(Data extracted from a collection)
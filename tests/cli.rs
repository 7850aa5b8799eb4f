//! CLI tests driving the process container through `/bin/sh`.

use std::path::Path;

use assert_cmd::Command;
use predicates::prelude::*;

const CONFIG: &str = r#"
[exam]
strategy = "per-class"
timeout_secs = 30

[container]
type = "process"
command = "case {method} in pass*) exit 0;; skip*) echo 'no db' >&2; exit 77;; *) echo 'expected 1 but was 2' >&2; exit 1;; esac"

[[classes]]
name = "Smoke"
methods = ["passes", "passes_again", "skips"]

[[classes]]
name = "Calc"
methods = ["passes", "breaks", "later"]
ignored = ["later"]
strategy = "per-method"

[classes.parameters]
passes = [[1, 2], [3, 4]]
"#;

fn exam(dir: &Path) -> Command {
    let mut cmd = Command::cargo_bin("exam").unwrap();
    cmd.current_dir(dir).env_remove("RUST_LOG");
    cmd
}

fn workspace(config: &str) -> tempfile::TempDir {
    let dir = tempfile::tempdir().unwrap();
    std::fs::write(dir.path().join("exam.toml"), config).unwrap();
    dir
}

#[test]
fn test_init_writes_config_once() {
    let dir = tempfile::tempdir().unwrap();

    exam(dir.path())
        .arg("init")
        .assert()
        .success()
        .stdout(predicate::str::contains("Created exam.toml"));
    assert!(dir.path().join("exam.toml").exists());

    exam(dir.path())
        .arg("init")
        .assert()
        .failure()
        .stderr(predicate::str::contains("already exists"));

    exam(dir.path())
        .arg("validate")
        .assert()
        .success()
        .stdout(predicate::str::contains("Configuration is valid!"));
}

#[test]
fn test_validate_reports_errors() {
    let dir = workspace("[container]\ntype = \"process\"\ncommand = \"true\"\n");

    exam(dir.path())
        .arg("validate")
        .assert()
        .failure()
        .stderr(predicate::str::contains("Configuration error"))
        .stderr(predicate::str::contains("No [[classes]] declared"));
}

#[test]
fn test_list_shows_classes_and_markers() {
    let dir = workspace(CONFIG);

    exam(dir.path())
        .arg("list")
        .assert()
        .success()
        .stdout(predicate::str::contains("Smoke (per-class)"))
        .stdout(predicate::str::contains("Calc (per-method)"))
        .stdout(predicate::str::contains("passes [2 parameter sets]"))
        .stdout(predicate::str::contains("later [ignored]"));
}

#[test]
fn test_list_json() {
    let dir = workspace(CONFIG);

    let output = exam(dir.path())
        .args(["list", "--format", "json"])
        .output()
        .unwrap();
    assert!(output.status.success());

    let classes: serde_json::Value = serde_json::from_slice(&output.stdout).unwrap();
    assert_eq!(classes[0]["name"], "Smoke");
    assert_eq!(classes[1]["methods"][1], "breaks");
}

#[test]
fn test_run_with_failures_exits_nonzero_and_writes_junit() {
    let dir = workspace(CONFIG);

    exam(dir.path())
        .arg("run")
        .assert()
        .code(1)
        .stdout(predicate::str::contains("Some tests failed."))
        .stdout(predicate::str::contains("Calc.breaks"));

    let junit = std::fs::read_to_string(dir.path().join("test-results/junit.xml")).unwrap();
    assert!(junit.contains(r#"<testsuite name="Smoke" tests="3" failures="0" errors="0" skipped="1""#));
    assert!(junit.contains(r#"<testsuite name="Calc" tests="4" failures="1" errors="0" skipped="1""#));
    assert!(junit.contains(r#"message="expected 1 but was 2""#));
}

#[test]
fn test_run_filter_selects_passing_tests() {
    let dir = workspace(CONFIG);
    let junit = dir.path().join("out/filtered.xml");

    exam(dir.path())
        .args(["run", "--filter", r"^Smoke\.pass", "--junit"])
        .arg(&junit)
        .assert()
        .success()
        .stdout(predicate::str::contains("All tests passed!"));

    let xml = std::fs::read_to_string(&junit).unwrap();
    assert!(xml.contains(r#"<testsuites name="exam" tests="2" failures="0""#));
    assert!(!xml.contains("Calc"));
}

#[test]
fn test_run_strategy_override() {
    let dir = workspace(CONFIG);

    exam(dir.path())
        .args(["run", "--strategy", "all-confined", "--filter", "Smoke"])
        .assert()
        .success();
}

#[test]
fn test_run_with_no_matching_tests() {
    let dir = workspace(CONFIG);

    exam(dir.path())
        .args(["run", "--filter", "Nothing"])
        .assert()
        .success()
        .stdout(predicate::str::contains("No tests match the filter."));
}

#[test]
fn test_run_with_invalid_filter() {
    let dir = workspace(CONFIG);

    exam(dir.path())
        .args(["run", "--filter", "("])
        .assert()
        .failure()
        .stderr(predicate::str::contains("Invalid --filter pattern"));
}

WHAT IS EXPECTED: Go through the records above and, whenever a line includes the word "exists", copy it.

EXERCISE OUTPUT:
    assert!(dir.path().join("exam.toml").exists());
        .stderr(predicate::str::contains("already exists"));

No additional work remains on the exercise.